Applications of alchemase in Synthetic Biology. One of the most promising ideas emerging from the discovery of the alc gene and its enzymatic properties, is the possibility of inducing in situ dental repairs. As you will all no doubt be aware, gold has been shown over many years to be one of the best metals for dental repair. Whist it is still popular in some cultures, the woman on the right is from Tajikistan, where gold teeth are a status symbol, in Europe and the USA, gold has been replaced by materials that match the "ivory" colour of most teeth. The use of metals in the form of amalgams, which combine lead, mercury or increasingly "composites", remains commonplace for dental repairs at the rear of the mouth. Here is where the use of the alc genes comes in.

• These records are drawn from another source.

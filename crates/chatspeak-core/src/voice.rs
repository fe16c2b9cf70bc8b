//! Speech voice descriptors.

use serde::{Deserialize, Serialize};

/// A voice offered by the speech engine.
///
/// Voices are immutable engine resources; the narrator only ever clones them
/// into utterances.
#[derive(Debug, Clone, PartialEq, Eq, Serialize, Deserialize)]
#[serde(rename_all = "camelCase")]
pub struct Voice {
    /// Engine-assigned unique identifier (e.g. a voice URI).
    pub uri: String,

    /// Human-readable display name.
    pub name: String,

    /// BCP 47 language tag (e.g. `"en-US"`).
    pub lang: String,

    /// Whether synthesis happens locally rather than through a remote service.
    pub local_service: bool,
}

impl Voice {
    /// Convenience constructor for a local voice.
    pub fn new(uri: impl Into<String>, name: impl Into<String>, lang: impl Into<String>) -> Self {
        Self {
            uri: uri.into(),
            name: name.into(),
            lang: lang.into(),
            local_service: true,
        }
    }

    /// Whether this voice answers to a configured voice identifier.
    ///
    /// Older configurations stored a language tag instead of a voice URI, so
    /// both fields are accepted.
    #[must_use]
    pub fn matches(&self, configured_id: &str) -> bool {
        self.uri == configured_id || self.lang == configured_id
    }
}

/// A single utterance request handed to the speech engine.
#[derive(Debug, Clone, PartialEq)]
pub struct Utterance {
    /// Text to speak.
    pub text: String,
    /// Voice to speak it with.
    pub voice: Voice,
    /// Speaking rate multiplier.
    pub rate: f32,
    /// Pitch multiplier.
    pub pitch: f32,
    /// Output volume (0.0–1.0).
    pub volume: f32,
}
impl Narrator {
    /// Create a narrator with the default watchdog timing.
    ///
    /// Returns the narrator and a receiver for [`NarratorEvent`]s.
    #[must_use]
    pub fn new(
        engine: Arc<dyn SpeechEngine>,
        config: watch::Receiver<VoiceConfig>,
    ) -> (Self, mpsc::UnboundedReceiver<NarratorEvent>) {
        Self::with_watchdog(engine, config, WatchdogConfig::default())
    }

    /// Create a narrator with explicit watchdog timing.
    #[must_use]
    pub fn with_watchdog(
        engine: Arc<dyn SpeechEngine>,
        mut config: watch::Receiver<VoiceConfig>,
        watchdog: WatchdogConfig,
    ) -> (Self, mpsc::UnboundedReceiver<NarratorEvent>) {
        let (event_tx, event_rx) = mpsc::unbounded_channel();
        let (driver, outcomes) = SpeechDriver::new(engine, watchdog);
        let voice_type = config.borrow_and_update().voice_type.clone();

        let narrator = Self {
            queue: MessageQueue::new(),
            state: NarratorState::default(),
            utterance: None,
            delay_until: None,
            driver,
            outcomes: Some(outcomes),
            voices: VoiceSelector::new(voice_type),
            config,
            event_tx,
        };

        (narrator, event_rx)
    }

    /// Point-in-time view for status reporting.
    fn snapshot(&self) -> NarratorSnapshot {
        NarratorSnapshot {
            current: self.state.current.clone(),
            queued: self.queue.ids(),
            paused: self.state.paused,
            delaying: self.state.delaying,
            detached: self.state.detached,
            ambient_silence: self.state.ambient_silence,
            voice: self.voices.selected().map(|v| v.uri.clone()),
        }
    }

    // ── Chat operations ────────────────────────────────────────────

    /// Queue a message at the tail.
    ///
    /// Ignored while detached or if the id is already queued (the first
    /// author/body wins).
    fn enqueue(&mut self, message: ChatMessage) {
        if self.state.detached {
            tracing::trace!(message = %message.id, "Chat detached, message not queued");
            return;
        }

        let id = message.id.clone();
        if !self.queue.insert(message) {
            tracing::trace!(message = %id, "Message already queued");
            return;
        }

        tracing::debug!(message = %id, queued = self.queue.len(), "Message queued");
        self.try_advance();
    }

    /// Re-key a queued message. The utterance in flight, if it belongs to
    /// `old`, keeps playing under the new identity.
    fn rename(&mut self, old: &MessageId, new: MessageId) {
        if !self.queue.rename(old, new.clone()) {
            tracing::trace!(old = %old, new = %new, "Rename for unknown message ignored");
            return;
        }

        tracing::debug!(old = %old, new = %new, "Message renamed");
        if self.state.current.as_ref() == Some(old) {
            self.state.current = Some(new);
        }
    }

    /// Drop a queued message, cancelling its utterance if it is being spoken.
    fn remove(&mut self, id: &MessageId) {
        if !self.queue.contains(id) {
            tracing::trace!(message = %id, "Remove for unknown message ignored");
            return;
        }

        let was_current = self.state.current.as_ref() == Some(id);
        if was_current {
            self.driver.cancel();
            self.utterance = None;
            self.state.current = None;
            tracing::debug!(message = %id, "Stopped current message");
            self.emit(NarratorEvent::UtteranceCancelled { id: id.clone() });
        }

        self.queue.remove(id);

        if was_current {
            self.try_advance();
        }
    }

    /// Record whether the chat surface is detached to a popout.
    ///
    /// Attaching → detaching discards the whole backlog (including the
    /// message being spoken); detaching → attaching only re-enables queueing
    /// of new messages.
    fn set_detached(&mut self, detached: bool) {
        if self.state.detached == detached {
            return;
        }

        self.state.detached = detached;
        tracing::info!(detached, "Chat detached state changed");
        self.emit(NarratorEvent::DetachedChanged(detached));

        if detached && !self.queue.is_empty() {
            let ids = self.queue.ids();
            for id in &ids {
                self.remove(id);
            }
            self.emit(NarratorEvent::QueueFlushed { count: ids.len() });
        }
    }

    // ── User controls ──────────────────────────────────────────────

    /// Flip the user pause flag. Pausing lets the current message finish;
    /// unpausing resumes with the next one.
    fn toggle_pause(&mut self) {
        self.state.paused = !self.state.paused;
        tracing::info!(paused = self.state.paused, "Narration pause toggled");
        self.emit(NarratorEvent::PauseChanged(self.state.paused));

        if !self.state.paused {
            self.try_advance();
        }
    }

    /// Stop speaking immediately and discard everything queued.
    fn emergency_stop(&mut self) {
        self.driver.cancel();
        self.utterance = None;
        if let Some(id) = self.state.current.take() {
            self.emit(NarratorEvent::UtteranceCancelled { id });
        }

        let count = self.queue.clear();
        tracing::info!(count, "Emergency stop, queue cleared");
        self.emit(NarratorEvent::QueueFlushed { count });
    }

    // ── Liveness gate ──────────────────────────────────────────────

    /// Hold or release playback based on ambient sound.
    ///
    /// Independent of the user pause flag: both must be clear for narration
    /// to advance.
    fn set_ambient_silence(&mut self, silent: bool) {
        if self.state.ambient_silence == silent {
            return;
        }

        self.state.ambient_silence = silent;
        tracing::debug!(silent, "Ambient silence changed");
        self.emit(NarratorEvent::AmbientSilenceChanged(silent));

        if silent {
            self.driver.pause_playback();
        } else {
            self.driver.resume_playback();
            self.try_advance();
        }
    }

    // ── Voices and config ──────────────────────────────────────────

    /// Replace the list of voices offered by the engine.
    fn set_voices(&mut self, voices: Vec<Voice>) {
        if let Some(voice) = self.voices.set_voices(voices) {
            let event = NarratorEvent::VoiceSelected {
                uri: voice.uri.clone(),
                name: voice.name.clone(),
            };
            self.emit(event);
        }
        self.try_advance();
    }

    /// React to a published config change.
    fn on_config_changed(&mut self) {
        let voice_type = self.config.borrow_and_update().voice_type.clone();
        let previous = self.voices.selected().map(|v| v.uri.clone());

        if let Some(voice) = self.voices.set_configured_id(&voice_type) {
            if previous.as_deref() != Some(voice.uri.as_str()) {
                let event = NarratorEvent::VoiceSelected {
                    uri: voice.uri.clone(),
                    name: voice.name.clone(),
                };
                self.emit(event);
            }
        }
    }

    // ── Advancement ────────────────────────────────────────────────

    /// Speak the head of the queue if nothing gates it.
    fn try_advance(&mut self) {
        if self.state.paused
            || self.state.delaying
            || self.state.detached
            || self.state.ambient_silence
            || self.state.current.is_some()
        {
            return;
        }

        let Some(message) = self.queue.front() else {
            return;
        };

        let Some(voice) = self.voices.selected() else {
            tracing::warn!(queued = self.queue.len(), "No voices loaded, narration deferred");
            return;
        };

        let utterance = {
            let config = self.config.borrow();
            Utterance {
                text: message.utterance_text(),
                voice: voice.clone(),
                rate: config.rate,
                pitch: config.pitch,
                volume: config.volume,
            }
        };
        let id = message.id.clone();

        tracing::info!(message = %id, queued = self.queue.len(), "{}", utterance.text);

        self.state.current = Some(id.clone());
        self.utterance = Some(self.driver.speak(&utterance));
        self.emit(NarratorEvent::UtteranceStarted {
            id,
            text: utterance.text,
        });
    }

    /// Handle a watchdog outcome.
    fn on_utterance_end(&mut self, outcome: UtteranceOutcome) {
        if self.utterance != Some(outcome.id) {
            tracing::trace!(utterance = %outcome.id, "Outcome for stale utterance ignored");
            return;
        }

        self.driver.finish(outcome.id);
        self.utterance = None;

        if let Some(id) = self.state.current.take() {
            self.queue.remove(&id);
            self.emit(NarratorEvent::UtteranceFinished {
                id,
                end: outcome.end,
            });
        }

        self.begin_delay();
    }

    fn begin_delay(&mut self) {
        let delay = self.config.borrow().delay_duration();
        let now = Instant::now();
        let until = now
            .checked_add(delay)
            .or_else(|| now.checked_add(MAX_DELAY))
            .unwrap_or(now);
        self.delay_until = Some(until);
        self.state.delaying = true;
    }

    fn end_delay(&mut self) {
        self.delay_until = None;
        self.state.delaying = false;
        self.try_advance();
    }

    // ── Actor ──────────────────────────────────────────────────────

    /// Move the narrator into its own task and return a handle to it.
    pub fn spawn(self) -> NarratorHandle {
        let (cmd_tx, cmd_rx) = mpsc::unbounded_channel();
        tokio::spawn(self.run(cmd_rx));
        NarratorHandle { cmd_tx }
    }

    async fn run(mut self, mut commands: mpsc::UnboundedReceiver<NarratorCommand>) {
        let Some(mut outcomes) = self.outcomes.take() else {
            tracing::warn!("Narrator already ran");
            return;
        };
        let mut config_open = true;

        tracing::info!("Narrator started");

        loop {
            let delay_until = self.delay_until;

            tokio::select! {
                command = commands.recv() => {
                    let Some(command) = command else { break };
                    if self.handle(command).is_break() {
                        break;
                    }
                }
                Some(outcome) = outcomes.recv() => self.on_utterance_end(outcome),
                changed = self.config.changed(), if config_open => {
                    if changed.is_ok() {
                        self.on_config_changed();
                    } else {
                        tracing::debug!("Config publisher dropped, keeping last config");
                        config_open = false;
                    }
                }
                () = sleep_until(delay_until.unwrap_or_else(Instant::now)),
                    if delay_until.is_some() =>
                {
                    self.end_delay();
                }
            }
        }

        self.driver.cancel();
        tracing::info!("Narrator stopped");
    }

    fn handle(&mut self, command: NarratorCommand) -> ControlFlow<()> {
        match command {
            NarratorCommand::Enqueue(message) => self.enqueue(message),
            NarratorCommand::Rename { old, new } => self.rename(&old, new),
            NarratorCommand::Remove(id) => self.remove(&id),
            NarratorCommand::SetDetached(detached) => self.set_detached(detached),
            NarratorCommand::TogglePause => self.toggle_pause(),
            NarratorCommand::EmergencyStop => self.emergency_stop(),
            NarratorCommand::SetAmbientSilence(silent) => self.set_ambient_silence(silent),
            NarratorCommand::SetVoices(voices) => self.set_voices(voices),
            NarratorCommand::Snapshot { reply } => {
                let _ = reply.send(self.snapshot());
            }
            NarratorCommand::Shutdown => return ControlFlow::Break(()),
        }
        ControlFlow::Continue(())
    }

    /// Emit an event. A dropped receiver is not an error.
    fn emit(&self, event: NarratorEvent) {
        if self.event_tx.send(event).is_err() {
            tracing::trace!("Narrator event receiver dropped");
        }
    }
}
//! Session wiring: one narrator with its chat feed and liveness monitor.

use std::sync::Arc;
use std::time::Duration;

use chatspeak_core::{ConfigService, SoundPresence, SpeechEngine, Voice};
use tokio::sync::mpsc;

use crate::driver::WatchdogConfig;
use crate::engine::engine_or_silent;
use crate::error::NarratorError;
use crate::feed::{ChatEvent, ChatFeed, STARTUP_GRACE};
use crate::gate::{LivenessConfig, LivenessMonitor};
use crate::narrator::{Narrator, NarratorEvent, NarratorHandle};

/// Tunables for [`NarrationSession::start`].
#[derive(Debug, Clone)]
pub struct SessionOptions {
    pub watchdog: WatchdogConfig,
    pub liveness: LivenessConfig,
    pub startup_grace: Duration,
    /// Voices known at startup. More can arrive later via
    /// [`NarratorHandle::set_voices`].
    pub voices: Vec<Voice>,
}

impl Default for SessionOptions {
    fn default() -> Self {
        Self {
            watchdog: WatchdogConfig::default(),
            liveness: LivenessConfig::default(),
            startup_grace: STARTUP_GRACE,
            voices: Vec::new(),
        }
    }
}

/// A running narration session.
pub struct NarrationSession {
    narrator: NarratorHandle,
    feed: ChatFeed,
    monitor: LivenessMonitor,
    events: Option<mpsc::UnboundedReceiver<NarratorEvent>>,
}

impl NarrationSession {
    /// Start narrating.
    ///
    /// `engine` and `sound` are the results of acquiring those capabilities.
    /// Either may have failed: speech then runs on a silent engine and the
    /// liveness gate stays open.
    pub fn start(
        engine: Result<Arc<dyn SpeechEngine>, NarratorError>,
        sound: Result<Arc<dyn SoundPresence>, NarratorError>,
        config: &ConfigService,
        options: SessionOptions,
    ) -> Result<Self, NarratorError> {
        let engine = engine_or_silent(engine);
        let (narrator, events) =
            Narrator::with_watchdog(engine, config.subscribe(), options.watchdog);
        let narrator = narrator.spawn();

        if !options.voices.is_empty() {
            narrator.set_voices(options.voices)?;
        }

        let feed = ChatFeed::new(narrator.clone(), config.subscribe(), options.startup_grace);
        let monitor = LivenessMonitor::spawn(sound, narrator.clone(), options.liveness);

        tracing::info!(
            liveness_gate = monitor.is_active(),
            "Narration session started"
        );

        Ok(Self {
            narrator,
            feed,
            monitor,
            events: Some(events),
        })
    }

    /// Handle to the narrator, for user controls and voice updates.
    #[must_use]
    pub const fn narrator(&self) -> &NarratorHandle {
        &self.narrator
    }

    /// Forward a chat-surface event.
    pub fn dispatch(&self, event: ChatEvent) -> Result<(), NarratorError> {
        self.feed.dispatch(event)
    }

    /// Take the narrator event stream. Returns `None` after the first call.
    pub fn take_events(&mut self) -> Option<mpsc::UnboundedReceiver<NarratorEvent>> {
        self.events.take()
    }

    /// Stop the liveness monitor and the narrator, cancelling any speech.
    pub async fn shutdown(self) {
        self.monitor.stop().await;
        if self.narrator.shutdown().is_err() {
            tracing::debug!("Narrator already stopped");
        }
        tracing::info!("Narration session stopped");
    }
}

By transplanting the genes (multiple copies, see earlier) for alchemase (based on similar concepts related to the recent CRISPR phenomenon), together with that encoding the alc specific restriction enzyme (CseI), scientists at the Goldgraber Zentrum in Augsburg, Germany have shown evidence of nutrient induced gold deposition by their synthetic microbe. I thought "Synthia" (the name given to Craig Venter's first synthetic microbe) was a bit cheesy, but I quite like the name "Midas"! Whatever your opinion of the name, with the discovery of this novel nucleic acid enzyme, I am certain some interesting fundamental science and subsequent applications will be developed over the coming years that will prove transformative! Finally it would be remiss of me not to acknowledge the help of several colleagues in writing this Blog, in particular Professors Geber, Magnus, Paracelsus and not forgetting many helpful discussions with the late Professor Newton, who is was always a great inspiration to me and whose ideas I have always felt, were not only worth their weight in gold, but bring a certain gravitas to any scientific discussion: he is fondly remembered and affectionately missed, but did live to a ripe old age.